Sunshine from Within
Wandering through the grocery store, I spotted a potted variety of Ornithogalum dubium, also known as a Sun Star or a Star of Bethlehem flower. Having found a cut stem of this previously, I knew it was a solid performer for UV fluorescence – and I was right. View large and read on!
This cultivar must have been slightly different from the one I found in the flower shop, presenting itself with much softer yellow and orange tones. Usually my fluorescence work packs a punch in both contrast and colour, but I’m really enjoying the smoother and softer colour palette that these flowers produce when hit with a massive amount of UV light.
This was also another test shot done with the Panasonic Lumix GX9 – one that I’m glad I pushed the limits for. Shot at F/16 and ISO 200, I needed a LOT of ultraviolet light to hit the flowers. A 25 second exposure was chosen, and I used four UV flashes at point blank range firing off repeatedly as soon as they would fully recycle. In addition, I had a continuous UV light source that was light painting from above – a high-intensity discharge UV flashlight that looks like a dumbbell of sorts. The lower ISO really helped create a clean image, and I didn’t notice any quality loss from diffraction at a small aperture on a small sensor here. I’d consider this a successful test! For a just-under-$1000 camera, it can give some great results in the hands of a photographer that knows their craft. I suppose that can be said of EVERY camera, though. 🙂 It’s my new favourite travel camera: www.bhphotovideo.com/c/product/1391011-REG/panasonic_dc_g…
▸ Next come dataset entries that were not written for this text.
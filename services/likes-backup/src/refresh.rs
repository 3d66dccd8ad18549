//!
//! src/refresh.rs  Andrew Belles  Oct 17th, 2026
//!
//! One backup run: load the last snapshot, fetch the current likes,
//! reconcile the two and write the result back
//!

use std::path::Path;

use chrono::NaiveDateTime;
use tracing::{debug, info};

use crate::errors::BackupError;
use crate::fetch::TrackSource;
use crate::reconcile::{Reconciliation, reconcile};
use crate::snapshot::SnapshotStore;

/// Runs a single refresh of the snapshot at `location`.
///
/// A missing snapshot is an empty baseline. A malformed snapshot or a failed
/// fetch aborts the run before anything is written. `clock` is read once,
/// after the fetch, and stamps every first-seen track.
pub async fn refresh<T, S, C>(
    source: &T,
    store: &S,
    owner: &str,
    location: &Path,
    clock: C
) -> Result<Reconciliation, BackupError>
where
    T: TrackSource + ?Sized,
    S: SnapshotStore + ?Sized,
    C: FnOnce() -> NaiveDateTime
{
    let previous = match store.load(location) {
        Ok(tracks) => tracks,
        Err(BackupError::SnapshotNotFound(path)) => {
            info!(path = %path.display(), "snapshot.missing");
            Vec::new()
        },
        Err(e) => return Err(e)
    };
    debug!(count = previous.len(), "refresh.existing");

    let remote = source.fetch_tracks(owner).await?;
    let now = clock();
    debug!(count = remote.len(), fetched_at = %now, "refresh.actual");

    let outcome = reconcile(&previous, &remote, now);
    if outcome.initial_run {
        debug!("refresh.initial_run");
    }
    for track in &outcome.added {
        debug!(track = %track.track_id, name = %track.label(), "track.added");
    }
    for track in &outcome.deleted {
        debug!(track = %track.track_id, name = %track.label(), "track.deleted");
    }
    for track in &outcome.restored {
        debug!(track = %track.track_id, name = %track.label(), "track.restored");
    }

    store.save(&outcome.snapshot, location)?;
    info!(
        total = outcome.snapshot.len(),
        added = outcome.added.len(),
        deleted = outcome.deleted.len(),
        restored = outcome.restored.len(),
        "refresh.done"
    );

    Ok(outcome)
}

#[cfg(test)]
mod tests {
    use std::{fs, sync::atomic::{AtomicUsize, Ordering}};

    use async_trait::async_trait;

    use super::*;
    use crate::snapshot::CsvSnapshot;
    use crate::types::Track;

    struct FakeSource {
        tracks: Option<Vec<Track>>,
        calls: AtomicUsize
    }

    impl FakeSource {
        fn serving(tracks: Vec<Track>) -> Self {
            Self { tracks: Some(tracks), calls: AtomicUsize::new(0) }
        }

        fn down() -> Self {
            Self { tracks: None, calls: AtomicUsize::new(0) }
        }
    }

    #[async_trait]
    impl TrackSource for FakeSource {
        async fn fetch_tracks(&self, _owner: &str) -> Result<Vec<Track>, BackupError> {
            self.calls.fetch_add(1, Ordering::SeqCst);
            self.tracks.clone()
                .ok_or_else(|| BackupError::RemoteFetchFailed("Failed to get likes".to_string()))
        }
    }

    fn ts(s: &str) -> NaiveDateTime {
        NaiveDateTime::parse_from_str(s, "%Y-%m-%dT%H:%M:%S").unwrap()
    }

    fn remote(id: &str, available: bool) -> Track {
        Track::new(id, format!("Artist {id}"), format!("Song {id}"), ts("2025-05-05T05:05:05"), !available)
    }

    #[tokio::test]
    async fn first_run_seeds_snapshot() {
        let dir = tempfile::tempdir().unwrap();
        let path = dir.path().join("tracks.csv");
        let source = FakeSource::serving(vec![remote("2", true), remote("1", false)]);
        let store = CsvSnapshot::new();
        let now = ts("2025-06-01T10:00:00");

        let outcome = refresh(&source, &store, "owner", &path, || now).await.unwrap();

        assert!(outcome.initial_run);
        assert_eq!(outcome.added.len(), 2);
        assert!(outcome.deleted.is_empty());
        assert_eq!(
            fs::read_to_string(&path).unwrap(),
            "track_id,artist,title,added_at,is_deleted\r\n\
             1,Artist 1,Song 1,2025-06-01T10:00:00,1\r\n\
             2,Artist 2,Song 2,2025-06-01T10:00:00,0\r\n"
        );
    }

    #[tokio::test]
    async fn later_run_reports_changes_and_keeps_history() {
        let dir = tempfile::tempdir().unwrap();
        let path = dir.path().join("tracks.csv");
        let store = CsvSnapshot::new();

        let first = FakeSource::serving(vec![remote("1", true), remote("2", true)]);
        refresh(&first, &store, "owner", &path, || ts("2025-06-01T10:00:00")).await.unwrap();

        let second = FakeSource::serving(vec![remote("2", true), remote("3", true)]);
        let outcome = refresh(&second, &store, "owner", &path, || ts("2025-06-02T10:00:00"))
            .await
            .unwrap();

        assert_eq!(outcome.added.len(), 1);
        assert_eq!(outcome.added[0].track_id.as_str(), "3");
        assert_eq!(outcome.deleted.len(), 1);
        assert_eq!(outcome.deleted[0].track_id.as_str(), "1");

        let saved = store.load(&path).unwrap();
        let flags: Vec<(&str, bool, NaiveDateTime)> = saved.iter()
            .map(|t| (t.track_id.as_str(), t.is_deleted, t.added_at))
            .collect();
        assert_eq!(flags, vec![
            ("1", true, ts("2025-06-01T10:00:00")),
            ("2", false, ts("2025-06-01T10:00:00")),
            ("3", false, ts("2025-06-02T10:00:00")),
        ]);
    }

    #[tokio::test]
    async fn rerun_without_remote_changes_is_quiet() {
        let dir = tempfile::tempdir().unwrap();
        let path = dir.path().join("tracks.csv");
        let store = CsvSnapshot::new();
        let source = FakeSource::serving(vec![remote("1", true), remote("2", false)]);

        refresh(&source, &store, "owner", &path, || ts("2025-06-01T10:00:00")).await.unwrap();
        let before = fs::read_to_string(&path).unwrap();

        let outcome = refresh(&source, &store, "owner", &path, || ts("2025-06-09T10:00:00"))
            .await
            .unwrap();

        assert!(!outcome.has_changes());
        assert_eq!(fs::read_to_string(&path).unwrap(), before);
    }

    #[tokio::test]
    async fn failed_fetch_leaves_snapshot_untouched() {
        let dir = tempfile::tempdir().unwrap();
        let path = dir.path().join("tracks.csv");
        let store = CsvSnapshot::new();
        store.save(&[remote("1", true)], &path).unwrap();
        let before = fs::read_to_string(&path).unwrap();

        let err = refresh(&FakeSource::down(), &store, "owner", &path, || ts("2025-06-01T10:00:00"))
            .await
            .unwrap_err();

        assert!(matches!(err, BackupError::RemoteFetchFailed(_)));
        assert_eq!(fs::read_to_string(&path).unwrap(), before);
    }

    #[tokio::test]
    async fn failed_first_fetch_writes_nothing() {
        let dir = tempfile::tempdir().unwrap();
        let path = dir.path().join("tracks.csv");

        let result = refresh(
            &FakeSource::down(), &CsvSnapshot::new(), "owner", &path, || ts("2025-06-01T10:00:00")
        ).await;

        assert!(matches!(result, Err(BackupError::RemoteFetchFailed(_))));
        assert!(!path.exists());
    }

    #[tokio::test]
    async fn malformed_snapshot_aborts_before_fetch() {
        let dir = tempfile::tempdir().unwrap();
        let path = dir.path().join("tracks.csv");
        let garbage = "track_id,artist,title,added_at,is_deleted\n1,A,T,whenever,0\n";
        fs::write(&path, garbage).unwrap();
        let source = FakeSource::serving(vec![remote("1", true)]);

        let err = refresh(&source, &CsvSnapshot::new(), "owner", &path, || ts("2025-06-01T10:00:00"))
            .await
            .unwrap_err();

        assert!(matches!(err, BackupError::SnapshotMalformed(_)));
        assert_eq!(source.calls.load(Ordering::SeqCst), 0);
        assert_eq!(fs::read_to_string(&path).unwrap(), garbage);
    }

    #[tokio::test]
    async fn first_seen_tracks_are_stamped_after_the_fetch() {
        let dir = tempfile::tempdir().unwrap();
        let path = dir.path().join("tracks.csv");
        let source = FakeSource::serving(vec![remote("1", true)]);

        let outcome = refresh(&source, &CsvSnapshot::new(), "owner", &path, || {
            assert_eq!(source.calls.load(Ordering::SeqCst), 1, "clock read before fetch");
            ts("2025-06-01T10:00:00")
        }).await.unwrap();

        assert_eq!(outcome.added[0].added_at, ts("2025-06-01T10:00:00"));
    }

    #[tokio::test]
    async fn clock_is_not_read_when_the_fetch_fails() {
        let dir = tempfile::tempdir().unwrap();
        let path = dir.path().join("tracks.csv");

        let result = refresh(&FakeSource::down(), &CsvSnapshot::new(), "owner", &path, || {
            panic!("clock read for a failed run")
        }).await;

        assert!(matches!(result, Err(BackupError::RemoteFetchFailed(_))));
    }
}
With the intensity of the UV light source being so extreme, if any visible light sneaks through the UV-only filters, it can contaminate the image. It may have come from the flashlight that uses a slightly different filter set, but there is a reddish-magenta colour on some of the petals and stems that is indicative of a visible light bleed. Many UV-only filters will bleed a little on the red side or a little on the purple side, and I’ve found that pairing the Hoya U-340 filter with a MidOpt BP365 filter is a great way to cut off this visible light and get the best quality UV image. That filter combination also allows infrared light through, which is blocked by the camera – but they can serve double duty if you ever find yourself in need of an infrared flash for reason.
These flowers are in the same family of plants as asparagus. I’ve already started some asparagus seedlings to be planted in our garden later this year and I plan on letting them go to flower. Wouldn’t it be fun if the entire family of plants glowed? Many more experiments to come as the weather warms up!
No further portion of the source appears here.